## Stored data:
==================================================

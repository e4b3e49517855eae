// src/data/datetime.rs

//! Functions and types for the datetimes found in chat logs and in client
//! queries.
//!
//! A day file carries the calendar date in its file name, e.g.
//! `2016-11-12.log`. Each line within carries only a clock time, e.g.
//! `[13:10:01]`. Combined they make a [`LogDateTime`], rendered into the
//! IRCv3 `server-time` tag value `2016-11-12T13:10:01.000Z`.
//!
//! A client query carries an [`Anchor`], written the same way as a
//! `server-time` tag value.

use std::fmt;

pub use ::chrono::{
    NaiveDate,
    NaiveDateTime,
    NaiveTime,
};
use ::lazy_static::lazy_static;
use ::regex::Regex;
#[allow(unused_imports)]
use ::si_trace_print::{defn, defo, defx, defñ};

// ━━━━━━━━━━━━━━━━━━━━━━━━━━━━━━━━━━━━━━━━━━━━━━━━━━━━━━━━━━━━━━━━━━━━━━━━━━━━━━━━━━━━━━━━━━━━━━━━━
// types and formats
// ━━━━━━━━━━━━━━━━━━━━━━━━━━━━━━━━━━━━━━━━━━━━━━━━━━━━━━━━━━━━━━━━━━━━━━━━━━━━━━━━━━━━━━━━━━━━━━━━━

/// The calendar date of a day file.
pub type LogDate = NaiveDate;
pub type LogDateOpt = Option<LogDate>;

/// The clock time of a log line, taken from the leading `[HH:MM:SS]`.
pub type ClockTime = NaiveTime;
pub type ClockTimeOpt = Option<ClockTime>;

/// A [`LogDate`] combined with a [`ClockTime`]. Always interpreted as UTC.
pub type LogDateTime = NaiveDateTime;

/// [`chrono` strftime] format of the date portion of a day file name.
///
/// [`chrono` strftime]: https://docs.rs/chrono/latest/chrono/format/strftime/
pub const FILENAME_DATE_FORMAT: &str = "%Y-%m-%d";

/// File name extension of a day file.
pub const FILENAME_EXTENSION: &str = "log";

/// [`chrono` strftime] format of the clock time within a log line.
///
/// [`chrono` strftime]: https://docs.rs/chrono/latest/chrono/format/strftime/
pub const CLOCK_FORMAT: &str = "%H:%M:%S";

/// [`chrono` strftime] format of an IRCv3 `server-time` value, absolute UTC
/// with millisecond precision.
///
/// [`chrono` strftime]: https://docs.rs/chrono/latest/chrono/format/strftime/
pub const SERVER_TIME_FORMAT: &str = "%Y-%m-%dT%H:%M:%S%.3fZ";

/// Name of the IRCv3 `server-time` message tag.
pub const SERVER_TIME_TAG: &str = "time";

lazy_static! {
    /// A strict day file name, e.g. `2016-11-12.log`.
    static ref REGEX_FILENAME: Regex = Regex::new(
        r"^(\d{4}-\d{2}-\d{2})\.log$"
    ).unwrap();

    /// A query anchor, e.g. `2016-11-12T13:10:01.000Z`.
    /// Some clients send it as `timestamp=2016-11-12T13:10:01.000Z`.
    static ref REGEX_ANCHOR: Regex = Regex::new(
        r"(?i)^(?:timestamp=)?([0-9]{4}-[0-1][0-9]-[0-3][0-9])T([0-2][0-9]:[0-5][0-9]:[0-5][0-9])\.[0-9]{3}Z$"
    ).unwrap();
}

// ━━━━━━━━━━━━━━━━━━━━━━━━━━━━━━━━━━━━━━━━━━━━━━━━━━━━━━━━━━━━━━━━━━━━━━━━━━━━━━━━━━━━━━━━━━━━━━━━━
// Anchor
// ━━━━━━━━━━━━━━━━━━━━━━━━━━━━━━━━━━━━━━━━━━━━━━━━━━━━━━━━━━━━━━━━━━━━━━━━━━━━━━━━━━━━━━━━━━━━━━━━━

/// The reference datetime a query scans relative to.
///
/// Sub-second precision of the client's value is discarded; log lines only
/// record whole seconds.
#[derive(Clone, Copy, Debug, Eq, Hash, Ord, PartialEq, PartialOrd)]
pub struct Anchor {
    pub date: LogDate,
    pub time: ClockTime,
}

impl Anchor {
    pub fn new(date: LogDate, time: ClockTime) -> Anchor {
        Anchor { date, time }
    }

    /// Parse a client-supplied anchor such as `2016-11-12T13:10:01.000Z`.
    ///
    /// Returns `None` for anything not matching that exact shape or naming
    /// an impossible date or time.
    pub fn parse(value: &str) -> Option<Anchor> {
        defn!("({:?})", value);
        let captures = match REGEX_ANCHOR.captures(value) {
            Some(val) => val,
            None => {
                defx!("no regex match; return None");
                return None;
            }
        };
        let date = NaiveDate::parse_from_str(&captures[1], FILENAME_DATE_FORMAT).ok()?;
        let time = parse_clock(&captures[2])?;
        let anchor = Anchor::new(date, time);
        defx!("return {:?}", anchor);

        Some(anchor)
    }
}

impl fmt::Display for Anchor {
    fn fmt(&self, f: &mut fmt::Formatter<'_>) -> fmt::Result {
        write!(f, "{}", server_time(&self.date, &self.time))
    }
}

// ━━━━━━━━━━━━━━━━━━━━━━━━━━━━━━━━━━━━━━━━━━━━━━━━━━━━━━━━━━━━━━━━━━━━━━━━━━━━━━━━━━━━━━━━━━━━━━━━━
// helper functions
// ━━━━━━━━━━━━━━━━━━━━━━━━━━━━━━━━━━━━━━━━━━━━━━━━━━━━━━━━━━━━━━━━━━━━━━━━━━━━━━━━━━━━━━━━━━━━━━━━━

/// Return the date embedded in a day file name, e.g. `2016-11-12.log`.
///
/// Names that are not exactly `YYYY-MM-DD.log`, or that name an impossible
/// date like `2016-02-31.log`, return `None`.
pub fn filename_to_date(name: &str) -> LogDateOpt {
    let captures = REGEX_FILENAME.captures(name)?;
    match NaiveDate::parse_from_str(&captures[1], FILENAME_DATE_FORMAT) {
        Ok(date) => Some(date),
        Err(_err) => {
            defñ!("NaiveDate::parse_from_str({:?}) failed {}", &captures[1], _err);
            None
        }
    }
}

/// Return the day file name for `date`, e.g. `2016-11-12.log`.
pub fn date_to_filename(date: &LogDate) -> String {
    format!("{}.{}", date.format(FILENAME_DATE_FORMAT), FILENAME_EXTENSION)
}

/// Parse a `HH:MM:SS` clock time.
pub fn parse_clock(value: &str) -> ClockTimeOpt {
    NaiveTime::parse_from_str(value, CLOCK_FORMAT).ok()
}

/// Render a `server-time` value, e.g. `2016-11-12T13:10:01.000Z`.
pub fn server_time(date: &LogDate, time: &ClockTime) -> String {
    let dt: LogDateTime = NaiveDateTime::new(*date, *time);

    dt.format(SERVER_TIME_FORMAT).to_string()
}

==================================================

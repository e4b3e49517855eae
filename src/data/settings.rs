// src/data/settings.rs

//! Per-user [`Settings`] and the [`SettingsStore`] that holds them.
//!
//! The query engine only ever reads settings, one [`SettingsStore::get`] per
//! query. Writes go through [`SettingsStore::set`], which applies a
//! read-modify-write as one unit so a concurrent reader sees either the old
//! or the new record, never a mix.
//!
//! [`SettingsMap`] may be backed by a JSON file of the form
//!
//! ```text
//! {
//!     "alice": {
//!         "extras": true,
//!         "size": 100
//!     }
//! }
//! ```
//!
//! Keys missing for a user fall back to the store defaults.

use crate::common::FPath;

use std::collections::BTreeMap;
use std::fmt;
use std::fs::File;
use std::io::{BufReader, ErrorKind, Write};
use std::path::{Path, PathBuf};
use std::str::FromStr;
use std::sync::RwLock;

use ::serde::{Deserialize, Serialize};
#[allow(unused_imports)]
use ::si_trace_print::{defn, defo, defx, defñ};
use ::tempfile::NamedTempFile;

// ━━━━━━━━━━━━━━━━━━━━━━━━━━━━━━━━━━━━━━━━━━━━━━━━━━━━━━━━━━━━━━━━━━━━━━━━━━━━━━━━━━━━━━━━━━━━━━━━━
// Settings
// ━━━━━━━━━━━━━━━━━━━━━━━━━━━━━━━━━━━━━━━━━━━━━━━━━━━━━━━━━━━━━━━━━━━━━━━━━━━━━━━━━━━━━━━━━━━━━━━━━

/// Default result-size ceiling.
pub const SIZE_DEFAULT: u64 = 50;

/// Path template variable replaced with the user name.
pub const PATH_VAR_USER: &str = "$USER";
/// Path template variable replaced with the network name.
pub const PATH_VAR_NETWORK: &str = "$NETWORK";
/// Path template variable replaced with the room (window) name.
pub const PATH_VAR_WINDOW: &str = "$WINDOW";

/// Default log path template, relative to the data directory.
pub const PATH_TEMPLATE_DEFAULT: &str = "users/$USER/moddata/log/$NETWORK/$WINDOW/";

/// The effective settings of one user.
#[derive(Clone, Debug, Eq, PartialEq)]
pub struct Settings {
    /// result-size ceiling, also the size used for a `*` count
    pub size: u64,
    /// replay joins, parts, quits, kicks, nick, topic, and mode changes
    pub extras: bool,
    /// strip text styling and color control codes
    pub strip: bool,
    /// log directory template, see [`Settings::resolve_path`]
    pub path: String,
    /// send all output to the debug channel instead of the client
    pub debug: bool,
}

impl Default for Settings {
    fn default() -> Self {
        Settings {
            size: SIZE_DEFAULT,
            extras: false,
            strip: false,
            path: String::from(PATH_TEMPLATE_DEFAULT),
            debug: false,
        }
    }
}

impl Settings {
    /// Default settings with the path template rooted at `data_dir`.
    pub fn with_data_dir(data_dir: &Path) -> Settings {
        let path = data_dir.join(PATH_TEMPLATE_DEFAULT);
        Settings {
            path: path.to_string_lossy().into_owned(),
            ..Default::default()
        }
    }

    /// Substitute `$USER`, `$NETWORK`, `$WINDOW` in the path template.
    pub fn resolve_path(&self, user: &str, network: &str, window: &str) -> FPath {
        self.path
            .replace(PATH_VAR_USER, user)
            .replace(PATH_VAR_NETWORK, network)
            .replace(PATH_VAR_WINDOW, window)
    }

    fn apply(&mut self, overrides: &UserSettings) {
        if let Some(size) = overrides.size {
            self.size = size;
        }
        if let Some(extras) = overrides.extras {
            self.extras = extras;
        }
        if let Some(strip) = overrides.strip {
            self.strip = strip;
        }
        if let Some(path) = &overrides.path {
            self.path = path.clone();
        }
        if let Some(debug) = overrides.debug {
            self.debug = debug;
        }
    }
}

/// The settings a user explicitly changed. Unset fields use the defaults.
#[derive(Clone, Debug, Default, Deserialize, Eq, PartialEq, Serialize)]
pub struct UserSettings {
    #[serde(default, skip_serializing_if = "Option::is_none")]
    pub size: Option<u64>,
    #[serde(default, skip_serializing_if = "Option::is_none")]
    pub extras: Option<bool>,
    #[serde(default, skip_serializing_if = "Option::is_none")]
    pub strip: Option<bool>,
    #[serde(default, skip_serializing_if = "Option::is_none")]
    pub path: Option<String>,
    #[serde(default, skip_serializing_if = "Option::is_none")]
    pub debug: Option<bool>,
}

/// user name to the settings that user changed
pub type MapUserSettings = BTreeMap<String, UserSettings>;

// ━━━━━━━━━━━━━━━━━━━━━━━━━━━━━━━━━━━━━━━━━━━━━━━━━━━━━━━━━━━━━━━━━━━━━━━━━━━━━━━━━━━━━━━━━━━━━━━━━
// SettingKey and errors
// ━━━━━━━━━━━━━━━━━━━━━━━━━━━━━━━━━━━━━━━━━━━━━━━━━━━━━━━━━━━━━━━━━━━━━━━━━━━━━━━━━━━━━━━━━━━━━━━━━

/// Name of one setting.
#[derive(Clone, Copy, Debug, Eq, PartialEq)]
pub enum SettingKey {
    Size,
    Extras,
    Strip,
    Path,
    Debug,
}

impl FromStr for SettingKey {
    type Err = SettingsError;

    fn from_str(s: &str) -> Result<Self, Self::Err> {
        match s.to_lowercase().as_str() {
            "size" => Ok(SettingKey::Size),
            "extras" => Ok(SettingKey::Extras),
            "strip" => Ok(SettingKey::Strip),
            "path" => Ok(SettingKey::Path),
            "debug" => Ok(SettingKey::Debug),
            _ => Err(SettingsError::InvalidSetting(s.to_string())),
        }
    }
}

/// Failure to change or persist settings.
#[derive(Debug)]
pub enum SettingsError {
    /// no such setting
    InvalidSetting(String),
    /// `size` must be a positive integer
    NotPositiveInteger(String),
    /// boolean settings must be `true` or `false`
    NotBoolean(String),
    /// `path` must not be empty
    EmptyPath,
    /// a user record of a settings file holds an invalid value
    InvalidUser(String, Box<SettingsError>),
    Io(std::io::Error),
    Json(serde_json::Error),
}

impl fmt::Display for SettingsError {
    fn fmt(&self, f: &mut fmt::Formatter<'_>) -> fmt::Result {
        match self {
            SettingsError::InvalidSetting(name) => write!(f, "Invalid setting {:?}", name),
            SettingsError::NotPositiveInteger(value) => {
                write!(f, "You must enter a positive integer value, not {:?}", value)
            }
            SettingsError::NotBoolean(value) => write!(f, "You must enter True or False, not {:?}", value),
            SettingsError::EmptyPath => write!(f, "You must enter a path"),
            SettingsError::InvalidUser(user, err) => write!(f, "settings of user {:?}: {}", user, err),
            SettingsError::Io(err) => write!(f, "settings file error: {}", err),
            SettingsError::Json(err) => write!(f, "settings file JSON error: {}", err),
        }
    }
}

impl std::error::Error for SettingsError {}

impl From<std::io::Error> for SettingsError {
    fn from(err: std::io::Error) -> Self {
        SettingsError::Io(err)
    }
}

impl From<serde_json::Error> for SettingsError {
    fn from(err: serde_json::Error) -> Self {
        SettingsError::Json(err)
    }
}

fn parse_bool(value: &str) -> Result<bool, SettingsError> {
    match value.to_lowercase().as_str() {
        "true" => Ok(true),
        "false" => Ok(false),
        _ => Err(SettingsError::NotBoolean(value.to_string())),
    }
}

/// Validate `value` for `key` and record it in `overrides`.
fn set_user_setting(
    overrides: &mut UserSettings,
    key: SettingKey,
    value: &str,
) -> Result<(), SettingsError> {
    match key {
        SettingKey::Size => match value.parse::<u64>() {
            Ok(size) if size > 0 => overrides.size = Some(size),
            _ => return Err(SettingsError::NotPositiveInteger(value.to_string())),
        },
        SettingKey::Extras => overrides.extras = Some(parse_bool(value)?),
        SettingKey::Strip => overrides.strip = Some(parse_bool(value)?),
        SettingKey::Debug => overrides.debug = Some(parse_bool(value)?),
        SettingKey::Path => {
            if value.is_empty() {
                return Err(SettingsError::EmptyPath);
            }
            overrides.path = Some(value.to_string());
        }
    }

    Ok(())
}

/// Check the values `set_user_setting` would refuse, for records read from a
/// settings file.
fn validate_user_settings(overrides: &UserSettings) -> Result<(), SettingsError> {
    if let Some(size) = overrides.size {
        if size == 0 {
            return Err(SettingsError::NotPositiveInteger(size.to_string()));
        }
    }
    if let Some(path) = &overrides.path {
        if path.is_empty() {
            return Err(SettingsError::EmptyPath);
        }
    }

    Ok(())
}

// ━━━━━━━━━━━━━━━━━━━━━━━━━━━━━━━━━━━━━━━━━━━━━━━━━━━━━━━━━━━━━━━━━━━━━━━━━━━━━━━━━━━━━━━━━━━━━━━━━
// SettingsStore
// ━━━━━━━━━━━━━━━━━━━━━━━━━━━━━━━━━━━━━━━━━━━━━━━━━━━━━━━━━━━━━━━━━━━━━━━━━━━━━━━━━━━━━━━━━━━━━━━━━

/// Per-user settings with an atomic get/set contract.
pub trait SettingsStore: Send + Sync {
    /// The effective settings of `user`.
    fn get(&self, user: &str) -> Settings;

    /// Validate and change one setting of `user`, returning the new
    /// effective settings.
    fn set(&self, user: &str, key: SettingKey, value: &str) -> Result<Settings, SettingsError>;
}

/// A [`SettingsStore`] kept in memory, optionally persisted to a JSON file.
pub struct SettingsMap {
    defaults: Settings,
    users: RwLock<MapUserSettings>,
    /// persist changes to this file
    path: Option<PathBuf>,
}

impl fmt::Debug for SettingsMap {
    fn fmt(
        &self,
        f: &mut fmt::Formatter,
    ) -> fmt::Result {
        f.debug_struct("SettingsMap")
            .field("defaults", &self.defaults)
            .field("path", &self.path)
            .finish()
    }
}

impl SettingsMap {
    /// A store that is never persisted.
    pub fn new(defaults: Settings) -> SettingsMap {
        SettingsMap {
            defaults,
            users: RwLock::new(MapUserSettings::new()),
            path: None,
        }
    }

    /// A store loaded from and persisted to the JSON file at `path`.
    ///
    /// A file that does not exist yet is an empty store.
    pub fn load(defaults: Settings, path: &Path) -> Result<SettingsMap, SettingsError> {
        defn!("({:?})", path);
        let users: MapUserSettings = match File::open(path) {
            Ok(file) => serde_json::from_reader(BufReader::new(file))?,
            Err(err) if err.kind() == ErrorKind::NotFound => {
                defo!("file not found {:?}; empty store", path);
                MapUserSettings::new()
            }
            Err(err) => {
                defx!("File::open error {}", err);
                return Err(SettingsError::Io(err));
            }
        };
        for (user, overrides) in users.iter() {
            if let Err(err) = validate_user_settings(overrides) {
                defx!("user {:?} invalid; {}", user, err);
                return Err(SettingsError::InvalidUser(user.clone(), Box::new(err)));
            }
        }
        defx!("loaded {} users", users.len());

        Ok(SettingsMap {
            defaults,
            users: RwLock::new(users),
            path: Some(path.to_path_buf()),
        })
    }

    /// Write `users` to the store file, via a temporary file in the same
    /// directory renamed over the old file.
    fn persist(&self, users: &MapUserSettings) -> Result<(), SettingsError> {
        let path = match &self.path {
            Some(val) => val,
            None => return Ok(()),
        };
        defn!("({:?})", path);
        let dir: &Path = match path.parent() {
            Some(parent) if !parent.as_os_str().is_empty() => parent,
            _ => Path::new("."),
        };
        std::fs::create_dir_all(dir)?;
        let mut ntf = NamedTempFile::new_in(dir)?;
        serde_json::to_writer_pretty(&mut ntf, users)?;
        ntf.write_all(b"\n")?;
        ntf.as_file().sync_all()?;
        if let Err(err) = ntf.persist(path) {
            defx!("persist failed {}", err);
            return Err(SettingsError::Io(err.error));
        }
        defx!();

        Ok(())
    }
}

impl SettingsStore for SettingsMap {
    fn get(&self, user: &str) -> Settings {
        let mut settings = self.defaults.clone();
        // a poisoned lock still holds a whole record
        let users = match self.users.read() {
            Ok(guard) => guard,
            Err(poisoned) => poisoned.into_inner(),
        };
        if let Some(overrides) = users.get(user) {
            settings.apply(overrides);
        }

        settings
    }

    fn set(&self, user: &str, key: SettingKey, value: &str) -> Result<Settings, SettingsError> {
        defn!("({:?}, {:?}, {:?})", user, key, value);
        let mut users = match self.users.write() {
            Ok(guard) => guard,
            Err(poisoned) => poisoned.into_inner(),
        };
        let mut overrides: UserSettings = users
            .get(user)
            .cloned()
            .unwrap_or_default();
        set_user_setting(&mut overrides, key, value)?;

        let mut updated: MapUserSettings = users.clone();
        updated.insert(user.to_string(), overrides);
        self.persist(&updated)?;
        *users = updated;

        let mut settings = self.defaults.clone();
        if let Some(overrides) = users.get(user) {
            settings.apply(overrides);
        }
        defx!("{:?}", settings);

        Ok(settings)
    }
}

==================================================

## Exercise:
Look above for the line containing "Return the day". Output from there through the line containing "pub fn parse_clock(value: &str)", exactly and inclusively.

## Task response:
/// Return the day file name for `date`, e.g. `2016-11-12.log`.
pub fn date_to_filename(date: &LogDate) -> String {
    format!("{}.{}", date.format(FILENAME_DATE_FORMAT), FILENAME_EXTENSION)
}

/// Parse a `HH:MM:SS` clock time.
pub fn parse_clock(value: &str) -> ClockTimeOpt {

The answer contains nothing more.